Dégagé (French – “disengage”; pronounced “deh-gah-zhay”) is a ballet step that is much like a tendu, but instead of leaving the toes pointed on the floor, the dancer raises the pointed foot off of the floor slightly.
A dégagé can begin from straight or bent legs and be done from many different positions. It can also be done in different directions, such as devant or derrière. Some methods may also refer to this step as a battement jeté (or sometimes simply just jeté), which means “throwing” or “thrown” and refers to the quick and dynamic quality of the action of the leg.

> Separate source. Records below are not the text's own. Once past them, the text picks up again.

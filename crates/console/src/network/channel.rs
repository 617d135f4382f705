//! WebSocket transport for the console channel.

use std::time::Duration;

use futures_util::{SinkExt, StreamExt};
use protocol::error::{ProtocolError, Result};
use tokio::sync::mpsc;
use tokio_tungstenite::{
    connect_async,
    tungstenite::{Error as WsError, Message as WsMessage},
};
use url::Url;

use super::{ChannelEvents, ChannelHandle, ConsoleTransport};

/// Default time allowed for the WebSocket upgrade.
pub const DEFAULT_CONNECT_TIMEOUT: Duration = Duration::from_secs(10);

/// Frames queued from the session to a channel task.
#[derive(Debug)]
enum Outbound {
    Text(String),
    Close,
}

/// Opens console channels over `ws://` / `wss://`.
#[derive(Debug, Clone)]
pub struct WebSocketTransport {
    connect_timeout: Duration,
}

impl Default for WebSocketTransport {
    fn default() -> Self {
        Self::new(DEFAULT_CONNECT_TIMEOUT)
    }
}

impl WebSocketTransport {
    pub fn new(connect_timeout: Duration) -> Self {
        Self { connect_timeout }
    }
}

impl ConsoleTransport for WebSocketTransport {
    fn open(&self, url: &Url, events: ChannelEvents) -> Box<dyn ChannelHandle> {
        let (outbound_tx, outbound_rx) = mpsc::unbounded_channel();
        tokio::spawn(run_channel(
            url.clone(),
            self.connect_timeout,
            events,
            outbound_rx,
        ));
        Box::new(WebSocketHandle { outbound_tx })
    }
}

/// Handle to a channel task.
struct WebSocketHandle {
    outbound_tx: mpsc::UnboundedSender<Outbound>,
}

impl ChannelHandle for WebSocketHandle {
    fn send(&self, text: String) -> Result<()> {
        self.outbound_tx
            .send(Outbound::Text(text))
            .map_err(|_| ProtocolError::ConnectionClosed("console channel task has exited".to_string()))
    }

    fn close(&self) {
        let _ = self.outbound_tx.send(Outbound::Close);
    }
}

async fn connect(
    url: &Url,
    timeout: Duration,
) -> Result<tokio_tungstenite::WebSocketStream<tokio_tungstenite::MaybeTlsStream<tokio::net::TcpStream>>>
{
    let connecting = connect_async(url.as_str());
    match tokio::time::timeout(timeout, connecting).await {
        Ok(Ok((ws, _response))) => Ok(ws),
        Ok(Err(WsError::Io(io_err))) => Err(ProtocolError::from(io_err)),
        Ok(Err(e)) => Err(ProtocolError::ConnectionClosed(format!(
            "WebSocket connection failed: {}",
            e
        ))),
        Err(_) => Err(ProtocolError::Timeout(format!(
            "no WebSocket upgrade within {:?}",
            timeout
        ))),
    }
}

/// Drives one channel from connect to close.
///
/// Reports `opened` after the upgrade, each text frame as it arrives, and
/// `closed` exactly once when the channel ends for any reason other than a
/// close requested before the upgrade finished.
async fn run_channel(
    url: Url,
    timeout: Duration,
    events: ChannelEvents,
    mut outbound_rx: mpsc::UnboundedReceiver<Outbound>,
) {
    let channel = events.channel();
    tracing::debug!(?channel, "Opening console channel");

    let ws = tokio::select! {
        result = connect(&url, timeout) => match result {
            Ok(ws) => ws,
            Err(e) => {
                tracing::warn!(?channel, "Console channel failed to open: {}", e);
                events.closed();
                return;
            }
        },
        // Closed (or handle dropped) before the upgrade finished.
        _ = wait_for_close(&mut outbound_rx) => {
            tracing::debug!(?channel, "Console channel cancelled while connecting");
            return;
        }
    };

    let (mut sink, mut stream) = ws.split();
    if !events.opened() {
        let _ = sink.send(WsMessage::Close(None)).await;
        return;
    }

    loop {
        tokio::select! {
            outbound = outbound_rx.recv() => match outbound {
                Some(Outbound::Text(text)) => {
                    if let Err(e) = sink.send(WsMessage::Text(text)).await {
                        tracing::warn!(?channel, "Failed to send on console channel: {}", e);
                        break;
                    }
                }
                Some(Outbound::Close) | None => {
                    let _ = sink.send(WsMessage::Close(None)).await;
                    break;
                }
            },
            inbound = stream.next() => match inbound {
                Some(Ok(WsMessage::Text(text))) => {
                    if !events.frame(text) {
                        break;
                    }
                }
                Some(Ok(WsMessage::Binary(bytes))) => {
                    if !events.frame(String::from_utf8_lossy(&bytes).into_owned()) {
                        break;
                    }
                }
                Some(Ok(WsMessage::Close(frame))) => {
                    tracing::debug!(?channel, ?frame, "Server closed console channel");
                    break;
                }
                Some(Ok(_)) => {
                    // Ping/pong are answered by tungstenite.
                }
                Some(Err(e)) => {
                    tracing::warn!(?channel, "Console channel error: {}", e);
                    break;
                }
                None => break,
            },
        }
    }

    events.closed();
}

/// Resolves once a close is requested. Text queued before the channel is
/// open is dropped.
async fn wait_for_close(outbound_rx: &mut mpsc::UnboundedReceiver<Outbound>) {
    loop {
        match outbound_rx.recv().await {
            Some(Outbound::Text(_)) => {
                tracing::debug!("Dropping frame queued before channel open");
            }
            Some(Outbound::Close) | None => return,
        }
    }
}

#[cfg(test)]
mod tests {
    use super::*;
    use crate::session::{ChannelId, SessionEvent};
    use tokio::net::TcpListener;

    /// Minimal console server: records the first two client frames, then
    /// sends one log frame and closes.
    async fn spawn_server() -> (Url, tokio::task::JoinHandle<Vec<String>>) {
        let listener = TcpListener::bind("127.0.0.1:0").await.unwrap();
        let addr = listener.local_addr().unwrap();
        let handle = tokio::spawn(async move {
            let (tcp, _) = listener.accept().await.unwrap();
            let mut ws = tokio_tungstenite::accept_async(tcp).await.unwrap();
            let mut received = Vec::new();
            while received.len() < 2 {
                match ws.next().await {
                    Some(Ok(WsMessage::Text(text))) => received.push(text),
                    Some(Ok(_)) => {}
                    _ => break,
                }
            }
            ws.send(WsMessage::Text(r#"{"type":"log","line":"hello"}"#.to_string()))
                .await
                .unwrap();
            ws.close(None).await.unwrap();
            received
        });
        let url = Url::parse(&format!("ws://{}/api/servers/srv-1/console", addr)).unwrap();
        (url, handle)
    }

    #[tokio::test]
    async fn test_channel_round_trip() {
        let (url, server) = spawn_server().await;
        let (tx, mut rx) = mpsc::unbounded_channel();
        let channel = ChannelId(7);
        let transport = WebSocketTransport::default();
        let handle = transport.open(&url, ChannelEvents::new(channel, tx));

        assert_eq!(rx.recv().await, Some(SessionEvent::ChannelOpened(channel)));
        handle.send(r#"{"token":"jwt"}"#.to_string()).unwrap();
        handle
            .send(r#"{"type":"command","cmd":"list"}"#.to_string())
            .unwrap();

        assert_eq!(
            rx.recv().await,
            Some(SessionEvent::ChannelFrame {
                channel,
                text: r#"{"type":"log","line":"hello"}"#.to_string()
            })
        );
        assert_eq!(rx.recv().await, Some(SessionEvent::ChannelClosed(channel)));

        let received = server.await.unwrap();
        assert_eq!(
            received,
            vec![
                r#"{"token":"jwt"}"#.to_string(),
                r#"{"type":"command","cmd":"list"}"#.to_string()
            ]
        );
    }

    #[tokio::test]
    async fn test_refused_connection_reports_closed() {
        // Bind then drop to get a port nobody listens on.
        let listener = TcpListener::bind("127.0.0.1:0").await.unwrap();
        let addr = listener.local_addr().unwrap();
        drop(listener);

        let (tx, mut rx) = mpsc::unbounded_channel();
        let url = Url::parse(&format!("ws://{}/console", addr)).unwrap();
        let _handle = WebSocketTransport::default().open(&url, ChannelEvents::new(ChannelId(1), tx));
        assert_eq!(rx.recv().await, Some(SessionEvent::ChannelClosed(ChannelId(1))));
    }
}
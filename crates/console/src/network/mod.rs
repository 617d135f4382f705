//! Network module: the console channel and the lifecycle API.
//!
//! - [`channel`]: WebSocket transport for the bidirectional log/command channel
//! - [`api`]: REST client and status poller for the lifecycle API

pub mod api;
pub mod channel;

use protocol::error::Result;
use tokio::sync::mpsc;
use url::Url;

use crate::session::{ChannelId, SessionEvent};

/// A transport able to open console channels.
///
/// Opening is fire-and-forget: the transport spawns whatever it needs and
/// reports progress through the [`ChannelEvents`] it is given. This keeps the
/// session loop free of I/O and lets tests substitute an in-memory transport.
pub trait ConsoleTransport: Send + Sync {
    /// Starts opening a channel to `url`.
    fn open(&self, url: &Url, events: ChannelEvents) -> Box<dyn ChannelHandle>;
}

/// Control side of one channel.
pub trait ChannelHandle: Send {
    /// Queues a text frame.
    fn send(&self, text: String) -> Result<()>;

    /// Requests the channel to close. Safe to call more than once and before
    /// the channel has opened.
    fn close(&self);
}

/// Posts a channel's lifecycle into the session queue, tagged with its id.
#[derive(Debug, Clone)]
pub struct ChannelEvents {
    channel: ChannelId,
    tx: mpsc::UnboundedSender<SessionEvent>,
}

impl ChannelEvents {
    pub fn new(channel: ChannelId, tx: mpsc::UnboundedSender<SessionEvent>) -> Self {
        Self { channel, tx }
    }

    pub fn channel(&self) -> ChannelId {
        self.channel
    }

    /// Returns `false` once the session is gone.
    pub fn opened(&self) -> bool {
        self.tx.send(SessionEvent::ChannelOpened(self.channel)).is_ok()
    }

    pub fn frame(&self, text: String) -> bool {
        self.tx
            .send(SessionEvent::ChannelFrame {
                channel: self.channel,
                text,
            })
            .is_ok()
    }

    pub fn closed(&self) -> bool {
        self.tx.send(SessionEvent::ChannelClosed(self.channel)).is_ok()
    }
}

pub use api::{ApiClient, StatusPoller};
pub use channel::WebSocketTransport;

Dégagé (Devant, À la seconde, Derrière):
Explanation and Example:
Begin in fifth position with straight legs and the right leg in front. Push/brush the right foot along the floor to a pointed position while keeping both legs straight. While transitioning from the flexed/standing position to the pointed position, the foot must roll (or pass) through demi pointe (the ball of the foot on the floor with the heel lifted) before reaching full pointe (on the way out) or flexed/standing position (on the way in). When the foot reaches the fully pointed position, lift the toes a few inches off of the floor, and then return to fifth position.
Tips for achieving a technically correct dégagé:
- A dégagé passes through the tendu position twice – once on the way out/up, and once on the way in/close.
- Remember to keep the working (dégagé) leg straight the entire time as in tendu.
- When doing a dégagé front or side, think of pushing the heel forward/up and the toes back to maintain a turned-out, none-sickled foot. The opposite is true when doing a dégagé to the back (think of pushing the heel down).